Но творчество Грильпарцера немногого требует от нас и этим ставит нас в весьма тяжелое положение. Когда подошел срок, мы вспоминаем о Грильпарцере, но можем и не вспомнить о нем, потому что его творчество не находится всегда рядом с нами, и мы не обращаемся к нему всегда, а он не обращается к нам. Грильпарцер это поэт для нас без своей судьбы: имя собственное, которое не приобрело нарицательности и не стало понятием, означающим совокупность творческого смысла, уже понятого и всегда беспрестанно и бесконечно заново понимаемого, каковы «Пушкин» или «Шекспир». О том, что не укоренилось в самой жизни, можно нечаянно забыть, и здесь еще нет ничьей вины, нет и беды, — коль скоро в таком забвении можно видеть благоприятный знак, коль скоро речь идет о духовном и специфически существенном выявлении разных культур, о выявлении, при котором обнажаются самые их духовные основания. Грильпарцер не потому не укоренился в русской культуре и не имеет в ней своей судьбы, что его вовремя не переводили достаточно и не читали, мало издавали и мало ставили на сцене[2], но потому, что духовные основания той культуры, на почве которой вырастает Грильпарцер и которая дорастет до своих вершин в его творчестве, находятся, в главном, в противоречии с основаниями и традицией русской культуры. Всеобъемлющий и принципиальный реализм русского искусства XIX века, утверждаемый как целое мировоззрение, есть противоположность, хотя, как будет видно, и не абсолютная, творчеству Грильпарцера. Грильпарцер. который оказывается в русской культуре «без судьбы», — потому что тут были только приближения к Грильпарцеру, подходы без продолжения, — закономерно поэтому разделяет такую судьбу с двумя другими величайшими представителями австрийского искусства XIX века — с Адальбертом Штифтером и Антоном Брукнером.
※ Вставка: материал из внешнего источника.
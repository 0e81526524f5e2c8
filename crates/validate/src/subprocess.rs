// SPDX-License-Identifier: BUSL-1.1
// Copyright (c) 2026 Alfred Jean LLC

//! Deadline-bounded subprocess execution with process-group cancellation
//! (spec §4.4 "Parallel execution", §5 "process-group abstraction").
//!
//! Generalizes a single-shot `tokio::time::timeout` into an explicit
//! process-group kill so the whole process tree a command spawns (not just
//! its direct child) is reclaimed when the deadline elapses.

use crate::commands::Invocation;
use nix::sys::signal::{killpg, Signal};
use nix::unistd::Pid;
use std::path::Path;
use std::time::Duration;
use thiserror::Error;

const GRACE_PERIOD: Duration = Duration::from_millis(500);
const OUTPUT_CAP_BYTES: usize = 64 * 1024;

#[derive(Debug, Error)]
pub enum SubprocessError {
    #[error("failed to spawn {program}: {source}")]
    Spawn { program: String, #[source] source: std::io::Error },
}

/// Outcome of one command's run.
#[derive(Debug, Clone)]
pub struct RunOutcome {
    pub label: String,
    pub success: bool,
    pub timed_out: bool,
    pub output_tail: String,
}

/// Run `invocation` rooted at `cwd`, in its own process group so the whole
/// tree can be cancelled together. Returns within `deadline` regardless of
/// the child's actual runtime.
pub async fn run(label: &str, invocation: &Invocation, cwd: &Path, deadline: Duration) -> Result<RunOutcome, SubprocessError> {
    let mut command = tokio::process::Command::new(&invocation.program);
    command
        .args(&invocation.args)
        .current_dir(cwd)
        .stdout(std::process::Stdio::piped())
        .stderr(std::process::Stdio::piped())
        // New process group (pgid == pid): lets us `killpg` the whole tree
        // the command spawns on timeout, not just its direct child.
        .process_group(0);

    let mut child = command.spawn().map_err(|source| SubprocessError::Spawn { program: invocation.program.clone(), source })?;
    let pid = child.id().map(|raw| Pid::from_raw(raw as i32));

    let label = label.to_string();
    match tokio::time::timeout(deadline, child.wait_with_output()).await {
        Ok(Ok(output)) => {
            let mut combined = output.stdout;
            combined.extend_from_slice(&output.stderr);
            Ok(RunOutcome {
                label,
                success: output.status.success(),
                timed_out: false,
                output_tail: tail(&combined),
            })
        }
        Ok(Err(error)) => {
            tracing::warn!(%label, %error, "subprocess wait failed");
            Ok(RunOutcome { label, success: false, timed_out: false, output_tail: error.to_string() })
        }
        Err(_) => {
            if let Some(pid) = pid {
                terminate_group(pid).await;
            }
            Ok(RunOutcome { label, success: false, timed_out: true, output_tail: String::new() })
        }
    }
}

async fn terminate_group(pid: Pid) {
    let _ = killpg(pid, Signal::SIGTERM);
    tokio::time::sleep(GRACE_PERIOD).await;
    let _ = killpg(pid, Signal::SIGKILL);
}

fn tail(bytes: &[u8]) -> String {
    let start = bytes.len().saturating_sub(OUTPUT_CAP_BYTES);
    String::from_utf8_lossy(&bytes[start..]).into_owned()
}

#[cfg(test)]
#[path = "subprocess_tests.rs"]
mod tests;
В этом отношении Грильпарцер лишь немногого требует от нас, потому что не сложилось такой жизненной традиции и нет такого потока, изнутри которого нам следовало бы, сейчас и здесь, объяснять себе его значение и его смысл.

Нет этого потока, и нет разноречивости, которую нужно было бы разрешить. Но вот тогда-то весь духовный смысл явления, нерасторжимого в своем единстве и никак не разложенного на части и не разобранного, наваливается на нас всем своим весом и сразу же обрекает нас на немыслимую смелость — говорить коротко о целом и обо всем — и на беспредельную робость — осторожно притрагиваться к целому, боясь слишком неосторожно задевать его. Поэтому будем прикасается к разным произведениям Грильпарцера, но не будем разбирать их: будем смотреть, что находится на поверхности каждого, что выходит наружу.

Можно глядеть на явление со стороны, тогда это явление легко превращается в «посторонний» эстетический объект, весь смысл которого снимается в его эстетичности и этим замыкается внутри себя. Получается «смысл для себя», смысл ради смысла. Осознавая свою эстетическую сущность, искусство сознает и этот самодовлеющий момент внутри себя. В Германии, на рубеже XVIII–XIX веков, в эпоху столкновения классического и романтического искусства, жизненное и эстетическое — это небо и земля поэтического, поэтическо-философского космоса, это два огромных пласта, которые или могут соединиться в бесконечности, или могут быть без остатка поглощены один другим. Произведение искусства может быть такой всеобъемлющей аллегорией жизни, такой аллегорией, которая делается, в итоге своего предельного одухотворения, вращающимся внутри самого себя символом, — его уже нельзя истолковать вовне, наружу. Всякие противоречия доводятся здесь до своей предельной неразрешимости. Здесь нет места настоящему примирению, потому что примиряются бесконечные начала; таковы искусство и жизнь. Эта позиция противопоставления — такая жизненно-практическая точка зрения, которая сейчас же понимает себя как теоретическую концепцию и теоретическую платформу; «сама жизнь», жизнь до теоретического осмысления, значит, сразу же выпадает отсюда. Но это — именно веймарско-иенский очаг, искры которого сыплются на всю Германию. Но это — жизнь как философия жизни.